8.19.2013
Ieri come oggi
Mi ricordo che una ventina d’anni fa – o forse più – a Carbonia,
la mia città d’origine ci fu una fortissima siccità che lasciò a lungo i
rubinetti delle case asciutti. Ricordo anche che allora come oggi – perdonate la
digressione - i cittadini venivano dopo
l’interesse privato, perché, allora come oggi, per esempio, l’acqua non mancò
mai alle fabbriche. O non proprio, dato che oggi l’acqua c’è ma non ci sono più
le fabbriche.
Non si sapeva più come risollevare le sorti dell’agricoltura,
o come dare sollievo ad ampie zone cittadine che per mesi non ebbero che la
poca acqua razionata portata dalle autobotti, fino a quando uno dei parroci
della città ebbero l’illuminazione. Tirarono fuori una santa – forse Santa
Barbara protettrice dei minatori – e la portarono in processione con la
speranza di ottenere un’intercessione presso Dio e tornasse finalmente a
piovere. Del tempo ne passò, poi piovve. Non si ebbero notizie dell’avvenuto
miracolo; semplicemente la natura decise per noi.
Mi è tornata in mente quella disperazione, leggendo l’aumentare
delle suppliche a Sant’Antonio da Padova, ai piedi dei quali i pellegrini
depositano i loro curricola, con la speranza di poter trovare un impiego. Ed è
segno del tempo cambiato, forse perduto.
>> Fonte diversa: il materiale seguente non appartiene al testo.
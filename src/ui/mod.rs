//! Terminal user interface components.
//!
//! This module provides:
//! - [`UserInterface`] trait for UI abstraction
//! - [`TerminalUI`] for interactive terminal usage
//! - [`NonInteractiveUI`] for CI/headless environments
//! - [`MockUI`] for tests
//!
//! # Example
//!
//! ```
//! use netlify_lm::ui::{create_ui, OutputMode};
//!
//! // Use non-interactive mode for testability
//! let mut ui = create_ui(false, OutputMode::Quiet);
//! ui.show_header("Netlify Large Media");
//! ui.success("Setup complete!");
//! ```

pub mod mock;
pub mod non_interactive;
pub mod output;
pub mod spinner;
pub mod terminal;
pub mod theme;

pub use mock::MockUI;
pub use non_interactive::NonInteractiveUI;
pub use output::OutputMode;
pub use spinner::ProgressSpinner;
pub use terminal::{create_ui, TerminalUI};
pub use theme::{should_use_colors, LmTheme};

/// Trait for user interface interactions.
///
/// This trait allows mocking the UI in tests.
pub trait UserInterface {
    /// Get the current output mode.
    fn output_mode(&self) -> OutputMode;

    /// Display a message to the user.
    fn message(&mut self, msg: &str);

    /// Display a success message.
    fn success(&mut self, msg: &str);

    /// Display a warning message.
    fn warning(&mut self, msg: &str);

    /// Display an error message.
    fn error(&mut self, msg: &str);

    /// Start a spinner for an operation.
    fn start_spinner(&mut self, message: &str) -> Box<dyn SpinnerHandle>;

    /// Show a header/banner.
    fn show_header(&mut self, title: &str);

    /// Show a boxed callout (e.g. the post-install PATH instructions).
    fn show_boxed(&mut self, lines: &[&str]);

    /// Check if running in interactive mode.
    fn is_interactive(&self) -> bool;
}

/// Handle for controlling a spinner.
pub trait SpinnerHandle {
    /// Update the spinner message.
    fn set_message(&mut self, msg: &str);

    /// Mark the operation as successful.
    fn finish_success(&mut self, msg: &str);

    /// Mark the operation as failed.
    fn finish_error(&mut self, msg: &str);

    /// Mark as skipped.
    fn finish_skipped(&mut self, msg: &str);
}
Quello bello in cui ai Santi si
chiedeva un po’ di salute e una schedina vincente del Totocalcio, prima che
anche il calcio diventasse una propaggine del capitalismo e della finanza
creativa, attraverso il quale si possono attrarre e distrarre capitali, da
mettere al sicuro acquistando uomini e pagandoli come materia prima pregiate.
Ma anche qua, forse, son caduta nella digressione.
Insomma, nemmeno questo, oggi è come ieri. O meglio non lo è
più da un pezzo. Da quando iniziarono a sottoporci alla “cinesizzazione” di
massa, con quelle belle pubblicità – ma che strano! – con le quali ci
spiegavano che attraverso le agenzie private, trovare lavoro sarebbe stato più
facile e perfetto: ad ognuno il suo secondo le proprie capacità. E quella
memorabile, che amo oggi come ieri, dello splendido cinquantenne che avrebbe
potuto finalmente scegliere quando smettere di lavorare, per poi riciclarsi e
scegliere un lavoro costruito sul suo tempo, sulla splendida vita da trascorrere
con la sua famiglia, con i nipotini futuri, e perché no? con la sua giovane
amante.
È sempre triste iniziare a scrivere un pezzo cominciando con
“mi ricordo”. Segna il tempo vano trascorso da quando ancora avevamo fiducia in
noi, a quello in cui la vita ci ha segnato tanto, da non lasciare più alcuna
illusione. E non è malinconia, ma proprio tristezza; quella che mi assale
guardando al mondo che abbiamo contribuito a distruggere, regredito al punto
che ho sentito gente felice per uno spread mai così basso o esimi giuristi che
discutono per “l’agibilità politica” di un delinquente incallito. Una tristezza
amara quella di dover ammettere che almeno il tempo in cui si portava a spasso
una Santa, per far la danza della pioggia, nessuno avrebbe trovato strano dare
una mano a centinaia di naufraghi approdati su una spiaggia.